* [What is required]
Search the records for "PointId". Report every line where it occurs.

* [Exercise inputs]
use crate::core_types::grid_point::GridPoint;
use crate::core_types::geodesy::GeoCoord;
use rustc_hash::FxHashMap;

/// Spatial index using a uniform lon/lat hash grid for fast neighbor queries
///
/// Stores indices into the point slice it was built from. Queries return a
/// superset of the points inside the requested box; callers apply the exact
/// geometric filter.
#[derive(Debug, Clone)]
pub struct SpatialIndex {
    cells: FxHashMap<(i64, i64), Vec<usize>>,
    cell_size: f64,
}

impl SpatialIndex {
    /// Build an index over `points` with square cells of `cell_size` degrees
    pub fn build(points: &[GridPoint], cell_size: f64) -> Self {
        let mut index = SpatialIndex {
            cells: FxHashMap::default(),
            cell_size,
        };
        for (i, point) in points.iter().enumerate() {
            index.insert(i, point.coordinates);
        }
        index
    }

    /// Hash a coordinate to its cell
    fn cell_of(&self, coord: GeoCoord) -> (i64, i64) {
        (
            (coord.lon / self.cell_size).floor() as i64,
            (coord.lat / self.cell_size).floor() as i64,
        )
    }

    /// Insert a point index at a coordinate
    pub fn insert(&mut self, index: usize, coord: GeoCoord) {
        let cell = self.cell_of(coord);
        self.cells.entry(cell).or_default().push(index);
    }

    /// Query all indices whose cell may intersect the box `center ± half_extent`
    ///
    /// One extra ring of cells is scanned so that rounding at cell edges can
    /// never drop a point lying strictly inside the box.
    pub fn query_box(&self, center: GeoCoord, half_extent: f64) -> Vec<usize> {
        let cells_needed = (half_extent / self.cell_size).ceil() as i64 + 1;
        let (cx, cy) = self.cell_of(center);

        let mut results = Vec::new();
        for dx in -cells_needed..=cells_needed {
            for dy in -cells_needed..=cells_needed {
                if let Some(indices) = self.cells.get(&(cx + dx, cy + dy)) {
                    results.extend_from_slice(indices);
                }
            }
        }

        results
    }

    /// Get number of occupied cells in the index
    pub fn cell_count(&self) -> usize {
        self.cells.len()
    }

    /// Get number of points in the index
    pub fn point_count(&self) -> usize {
        self.cells.values().map(Vec::len).sum()
    }
}
//! Data providers consumed by the spread service
//!
//! The service never talks to a database or weather feed directly. It reads
//! grid points and observations through these traits, once per run, before
//! propagation starts. The in-memory implementations back the tests and the
//! command-line driver, and can be loaded from the same JSON record shapes
//! the production stores hold.

use crate::core_types::grid_point::{GridPoint, PointId};
use crate::core_types::weather::{Station, WeatherObservation};
use crate::error::ProviderError;
use crate::grid::fuel_ratings::{ratings_by_id, FuelRating};
use rustc_hash::FxHashMap;
use std::io::Read;
use std::sync::Arc;

/// Source of the static grid point dataset
pub trait GridPointProvider: Send + Sync {
    /// Every grid point, in dataset order
    ///
    /// # Errors
    /// Returns [`ProviderError`] when the store cannot be read.
    fn grid_points(&self) -> Result<Arc<[GridPoint]>, ProviderError>;

    /// Precomputed fuel scores by point id, if the store has them
    ///
    /// # Errors
    /// Returns [`ProviderError`] when the store cannot be read.
    fn fuel_ratings(&self) -> Result<Option<FxHashMap<PointId, f64>>, ProviderError> {
        Ok(None)
    }
}

/// Source of live weather observations keyed by station id
pub trait WeatherProvider: Send + Sync {
    /// Most recent observation for `station_id`, or `None` if it has none
    ///
    /// # Errors
    /// Returns [`ProviderError`] when the store is unreachable. A station
    /// without data is `Ok(None)`, not an error.
    fn latest_observation(&self, station_id: &str) -> Result<Option<WeatherObservation>, ProviderError>;
}

/// Grid points held in memory
#[derive(Debug, Clone)]
pub struct InMemoryGridProvider {
    points: Arc<[GridPoint]>,
    ratings: Option<FxHashMap<PointId, f64>>,
}

impl InMemoryGridProvider {
    /// Serve `points` as the grid dataset
    pub fn new(points: impl Into<Arc<[GridPoint]>>) -> Self {
        Self {
            points: points.into(),
            ratings: None,
        }
    }

    /// Read a JSON array of grid point records
    ///
    /// # Errors
    /// Returns [`ProviderError`] if the reader fails or the JSON does not
    /// describe grid points.
    pub fn from_json_reader<R: Read>(reader: R) -> Result<Self, ProviderError> {
        let points: Vec<GridPoint> = serde_json::from_reader(reader)?;
        Ok(Self::new(points))
    }

    /// Attach precomputed fuel ratings for the grid listing
    pub fn with_fuel_ratings(mut self, ratings: &[FuelRating]) -> Self {
        self.ratings = Some(ratings_by_id(ratings));
        self
    }
}

impl GridPointProvider for InMemoryGridProvider {
    fn grid_points(&self) -> Result<Arc<[GridPoint]>, ProviderError> {
        Ok(Arc::clone(&self.points))
    }

    fn fuel_ratings(&self) -> Result<Option<FxHashMap<PointId, f64>>, ProviderError> {
        Ok(self.ratings.clone())
    }
}

/// Weather observations held in memory, keyed by station id
#[derive(Debug, Clone, Default)]
pub struct InMemoryWeatherProvider {
    observations: FxHashMap<String, WeatherObservation>,
}

impl InMemoryWeatherProvider {
    /// Create a provider with no observations
    pub fn new() -> Self {
        Self::default()
    }

    /// Add or replace the observation for `station_id`
    pub fn with_observation(mut self, station_id: impl Into<String>, observation: WeatherObservation) -> Self {
        self.insert(station_id, observation);
        self
    }

    /// Add or replace the observation for `station_id`
    pub fn insert(&mut self, station_id: impl Into<String>, observation: WeatherObservation) {
        self.observations.insert(station_id.into(), observation);
    }

    /// Read a JSON object mapping station ids to observation records
    ///
    /// ```json
    /// { "1910": { "hm2m": 48.2, "ws2m": 2.7, "wd2m": 225.0 } }
    /// ```
    ///
    /// # Errors
    /// Returns [`ProviderError`] if the reader fails or the JSON is malformed.
    pub fn from_json_reader<R: Read>(reader: R) -> Result<Self, ProviderError> {
        let observations: FxHashMap<String, WeatherObservation> = serde_json::from_reader(reader)?;
        Ok(Self { observations })
    }

    /// Number of stations with an observation
    pub fn len(&self) -> usize {
        self.observations.len()
    }

    /// True when no station has an observation
    pub fn is_empty(&self) -> bool {
        self.observations.is_empty()
    }
}

impl WeatherProvider for InMemoryWeatherProvider {
    fn latest_observation(&self, station_id: &str) -> Result<Option<WeatherObservation>, ProviderError> {
        Ok(self.observations.get(station_id).copied())
    }
}

/// Read a JSON array of weather station records
///
/// # Errors
/// Returns [`ProviderError`] if the reader fails or the JSON is malformed.
pub fn load_stations<R: Read>(reader: R) -> Result<Vec<Station>, ProviderError> {
    Ok(serde_json::from_reader(reader)?)
}

#[cfg(test)]
mod tests {
    use super::*;
    use crate::core_types::geodesy::GeoCoord;
    use crate::grid::fuel_ratings::compute_fuel_ratings;

    #[test]
    fn test_grid_from_json() {
        let json = r#"[
            {"id": 1, "coordinates": [127.0, 37.0], "fuelClass": "1", "slopeCode": "01", "soilCode": "03"},
            {"id": 2, "coordinates": [127.01, 37.0]}
        ]"#;
        let provider = InMemoryGridProvider::from_json_reader(json.as_bytes()).unwrap();
        let points = provider.grid_points().unwrap();

        assert_eq!(points.len(), 2);
        assert_eq!(points[0].fuel_class(), Some("1"));
        assert_eq!(points[1].coordinates, GeoCoord::new(127.01, 37.0));
        assert_eq!(points[1].soil_code(), None);
        assert!(provider.fuel_ratings().unwrap().is_none());
    }

    #[test]
    fn test_malformed_grid_is_an_error() {
        let err = InMemoryGridProvider::from_json_reader(&b"[{\"id\": \"x\"}]"[..]).unwrap_err();
        assert!(matches!(err, ProviderError::Malformed(_)));
    }

    #[test]
    fn test_ratings_attach_to_listing() {
        let points = vec![GridPoint::new(5, GeoCoord::new(127.0, 37.0)).with_fuel_class("2")];
        let ratings = compute_fuel_ratings(&points);
        let provider = InMemoryGridProvider::new(points).with_fuel_ratings(&ratings);

        let by_id = provider.fuel_ratings().unwrap().unwrap();
        assert_eq!(by_id.get(&5), Some(&3.0));
    }

    #[test]
    fn test_weather_from_json() {
        let json = r#"{"1910": {"hm2m": 48.2, "ws2m": 2.7}, "2005": {}}"#;
        let provider = InMemoryWeatherProvider::from_json_reader(json.as_bytes()).unwrap();

        assert_eq!(provider.len(), 2);
        let obs = provider.latest_observation("1910").unwrap().unwrap();
        assert_eq!(obs.humidity, Some(48.2));
        assert_eq!(obs.wind_direction, None);
        assert!(provider.latest_observation("2005").unwrap().unwrap().is_empty());
        assert_eq!(provider.latest_observation("9999").unwrap(), None);
    }

    #[test]
    fn test_load_stations() {
        let json = r#"[{"id": "1910", "name": "Gwanaksan", "coordinates": [126.96, 37.44]}]"#;
        let stations = load_stations(json.as_bytes()).unwrap();
        assert_eq!(stations, vec![Station::new("1910", "Gwanaksan", GeoCoord::new(126.96, 37.44))]);
    }
}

* [Answer area]
use crate::core_types::grid_point::{GridPoint, PointId};
    fn fuel_ratings(&self) -> Result<Option<FxHashMap<PointId, f64>>, ProviderError> {
    ratings: Option<FxHashMap<PointId, f64>>,
    fn fuel_ratings(&self) -> Result<Option<FxHashMap<PointId, f64>>, ProviderError> {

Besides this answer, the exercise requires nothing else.